Intended for healthcare professionals


HIV testing

BMJ 2005; 330 doi: (Published 03 March 2005) Cite this as: BMJ 2005;330:492
  1. Kaveh Manavi, specialist registrar in genitourinary medicine (tirbad{at},
  2. Philip D Welsby, consultant in infectious diseases
  1. Department of Genitourinary Medicine, Royal Infirmary of Edinburgh, Edinburgh EH4 1EW

    Should no longer be accorded any special status

    Before highly active antiretroviral therapy (HAART) was introduced, the advantages to infected individuals of knowing their HIV status were minimal, and counselling before HIV testing was the recommended practice.1 This usually limited testing, by relying on people who were obviously at risk presenting themselves for testing. Such groups included injecting drug users and men who have sex with men and their sexual contacts. Targeting of these groups will become an increasingly less useful concept as HIV continues to spread into the population that is conventionally not at risk. Do we need to reconsider if routine voluntary counselling and testing is appropriate today?

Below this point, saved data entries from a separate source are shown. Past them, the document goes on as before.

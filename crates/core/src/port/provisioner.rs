// Provisioner Port
// Abstraction over the external provisioning tool (init + apply)

use crate::domain::ExecutionEnv;
use async_trait::async_trait;
use std::path::Path;
use thiserror::Error;

pub const INIT_FAILED: &str = "Terraform init failed";
pub const APPLY_FAILED: &str = "Terraform apply failed";
pub const APPLY_COMPLETE_FALLBACK: &str = "Terraform apply complete";

/// Line prefix the tool prints after a successful apply
pub const COMPLETION_MARKER: &str = "Apply complete!";

/// Structured result of a provisioning run
#[derive(Debug, Clone, PartialEq, Eq)]
pub enum ProvisionOutcome {
    Applied { message: String },
    Failed { error: String, details: Option<String> },
}

/// Faults that prevented the tool from running at all
#[derive(Error, Debug)]
pub enum ExecutionError {
    #[error("Spawn failed: {0}")]
    SpawnFailed(String),

    #[error("IO error: {0}")]
    IoError(String),
}

/// Provisioner trait
///
/// Implementations:
/// - TerraformExecutor: runs the terraform binary as a subprocess
#[async_trait]
pub trait Provisioner: Send + Sync {
    /// Run init then apply inside `workdir`
    ///
    /// # Errors
    /// - ExecutionError::SpawnFailed if the tool cannot be started
    /// - ExecutionError::IoError if its output cannot be collected
    async fn run(
        &self,
        workdir: &Path,
        env: &ExecutionEnv,
    ) -> Result<ProvisionOutcome, ExecutionError>;
}

/// Surface the tool's completion line, or a generic message if it printed none
pub fn completion_message(stdout: &str) -> String {
    stdout
        .lines()
        .map(str::trim)
        .find(|line| line.contains(COMPLETION_MARKER))
        .map(str::to_string)
        .unwrap_or_else(|| APPLY_COMPLETE_FALLBACK.to_string())
}

/// Diagnostic text for a failed step: stderr, falling back to stdout
pub fn failure_details(stdout: &str, stderr: &str) -> Option<String> {
    [stderr, stdout]
        .into_iter()
        .map(str::trim)
        .find(|s| !s.is_empty())
        .map(str::to_string)
}

// ============================================================================
// Mock Implementations for Testing
// ============================================================================

pub mod mocks {
    use super::*;
    use std::path::PathBuf;
    use std::sync::{Arc, Mutex};
    use tokio::sync::Notify;

    /// Mock provisioner behavior
    #[derive(Debug, Clone)]
    pub enum MockBehavior {
        /// Init and apply succeed, apply prints this stdout
        Apply(String),
        /// Init exits non-zero with this stderr
        InitFails(String),
        /// Apply exits non-zero with this stderr
        ApplyFails(String),
        /// Tool cannot be spawned
        SpawnFails(String),
        /// Panic inside the worker (for panic isolation testing)
        Panic(String),
    }

    /// Steps the mock pretended to run
    #[derive(Debug, Clone, Copy, PartialEq, Eq)]
    pub enum MockStep {
        Init,
        Apply,
    }

    pub struct MockProvisioner {
        behavior: MockBehavior,
        gate: Option<Arc<Notify>>,
        steps: Mutex<Vec<MockStep>>,
        envs: Mutex<Vec<ExecutionEnv>>,
        workdirs: Mutex<Vec<PathBuf>>,
    }

    impl MockProvisioner {
        pub fn new(behavior: MockBehavior) -> Self {
            Self {
                behavior,
                gate: None,
                steps: Mutex::new(Vec::new()),
                envs: Mutex::new(Vec::new()),
                workdirs: Mutex::new(Vec::new()),
            }
        }

        pub fn new_success(stdout: impl Into<String>) -> Self {
            Self::new(MockBehavior::Apply(stdout.into()))
        }

        pub fn new_init_failure(stderr: impl Into<String>) -> Self {
            Self::new(MockBehavior::InitFails(stderr.into()))
        }

        pub fn new_panic_inducing(message: impl Into<String>) -> Self {
            Self::new(MockBehavior::Panic(message.into()))
        }

        /// Block every run until the returned handle is notified
        pub fn gated(behavior: MockBehavior) -> (Self, Arc<Notify>) {
            let gate = Arc::new(Notify::new());
            let mut mock = Self::new(behavior);
            mock.gate = Some(Arc::clone(&gate));
            (mock, gate)
        }

        pub fn steps(&self) -> Vec<MockStep> {
            self.steps.lock().unwrap().clone()
        }

        pub fn call_count(&self) -> usize {
            self.workdirs.lock().unwrap().len()
        }

        /// Environments received, one per run
        pub fn envs(&self) -> Vec<ExecutionEnv> {
            self.envs.lock().unwrap().clone()
        }

        pub fn workdirs(&self) -> Vec<PathBuf> {
            self.workdirs.lock().unwrap().clone()
        }

        fn record(&self, step: MockStep) {
            self.steps.lock().unwrap().push(step);
        }
    }

    #[async_trait]
    impl Provisioner for MockProvisioner {
        async fn run(
            &self,
            workdir: &Path,
            env: &ExecutionEnv,
        ) -> Result<ProvisionOutcome, ExecutionError> {
            self.workdirs.lock().unwrap().push(workdir.to_path_buf());
            self.envs.lock().unwrap().push(env.clone());

            if let Some(gate) = &self.gate {
                gate.notified().await;
            }

            match &self.behavior {
                MockBehavior::SpawnFails(msg) => Err(ExecutionError::SpawnFailed(msg.clone())),
                MockBehavior::Panic(msg) => {
                    panic!("{}", msg); // Actually panic for panic isolation testing
                }
                MockBehavior::InitFails(stderr) => {
                    self.record(MockStep::Init);
                    Ok(ProvisionOutcome::Failed {
                        error: INIT_FAILED.to_string(),
                        details: failure_details("", stderr),
                    })
                }
                MockBehavior::ApplyFails(stderr) => {
                    self.record(MockStep::Init);
                    self.record(MockStep::Apply);
                    Ok(ProvisionOutcome::Failed {
                        error: APPLY_FAILED.to_string(),
                        details: failure_details("", stderr),
                    })
                }
                MockBehavior::Apply(stdout) => {
                    self.record(MockStep::Init);
                    self.record(MockStep::Apply);
                    Ok(ProvisionOutcome::Applied {
                        message: completion_message(stdout),
                    })
                }
            }
        }
    }
}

    Since 1991 heterosexual transmission of HIV has been the most common mode of transmission in the United Kingdom.2 Currently, nearly half of those infected heterosexually and a quarter of infected men who have sex with men in the United Kingdom are undiagnosed.3 A quarter of newly diagnosed patients in the United Kingdom in 2002 were diagnosed late with serious immunosuppression.3 Unless further initiatives are undertaken the epidemic will worsen. Possible initiatives would be to lower thresholds for HIV testing by reducing the emphasis on pre-test counselling.

    Reasons for low HIV testing rates and thus low detection rates include concerns about confidentiality, legal and insurance issues, self perceptions of low risk in those who would test positive, denial, dislike of counselling, and wishing to avoid anxiety when waiting for results. 5 Fear and denial are the commonest obstacles to HIV testing among those acknowledging that they have been at risk.6

    Additionally doctors' awareness of the effectiveness of early interventions is low and they may not encourage HIV testing.7 8 The most common reason, however, is lack of time for pre-test counselling, even in genitourinary medicine clinics.9 Average times for counselling are not less than 21 minutes with 18% of people requiring two sessions.1

    Low detection rates imply longer duration of infections, which imply increased risk of HIV transmission. In an unpublished study, 70 randomly selected, HIV positive patients attending our centres were estimated to have been infected for a mean of 8.5 years. In that study, for only 56% had doctors broached HIV testing, only 6% of patients had ever declined HIV testing, and 46% of those who were HIV positive reported that their explicit consent to testing should not have been needed. Such results need to be replicated, but implications are clear.

    Lowering the threshold for HIV testing will lead to early diagnosis and treatment of infected individuals, which may prevent the development of AIDS and the transmission of infection.10 11

    What is the role of voluntary counselling and testing? Voluntary counselling and testing has been accepted practice for more than 10 years. Uptake of voluntary counselling and testing, however, has been poor, even in those with high risk sexual activities.2 Sizeable proportions of infected people never attend genitourinary medicine clinics for voluntary counselling and testing even if referred. In addition, it seems that pre-test counselling is, on balance, not dramatically effective in reducing high risk sexual activity.12

    Many HIV infected individuals receive medical attention before they are diagnosed and opportunities for testing may have been discouraged by the “need” to perform or organise voluntary counselling and testing. Such patients would include, for example, those with persisting lymphopenia, neutropenia, or thrombocytopenia. A routine approach to testing would almost certainly increase the number of early HIV diagnoses, which would then allow concentration on subsequent informed counselling and education of patients and their partners and possible reduction in spread of infection.

    Highly active antiretroviral therapy has rendered HIV similar to other serious diseases. We believe that HIV testing should be widely accepted, without conventional voluntary counselling and testing, as patients at risk of cancer do not receive voluntary counselling and testing before chest x rays, or patients with chest infections do not routinely receive voluntary counselling and testing before stains for acid fast bacilli on sputum are requested.

    The current combination of reluctance of busy doctors to initiate pre-test counselling and denial by patients has resulted in late diagnosis and ongoing spread of infection. We propose that if a patient freely consents to be investigated, a doctor can initiate tests aimed at excluding serious diseases without an in depth discussion of all possible results, provided that the test result, positive or negative, should benefit the patient.

    Routine voluntary counselling and testing was appropriate to the 1980s. Times have changed. The benefits of early diagnosis of HIV are multiple. HIV testing should now not be accorded any special status. Doctors should now undertake the test by using the same approach as used in any other test with serious implications.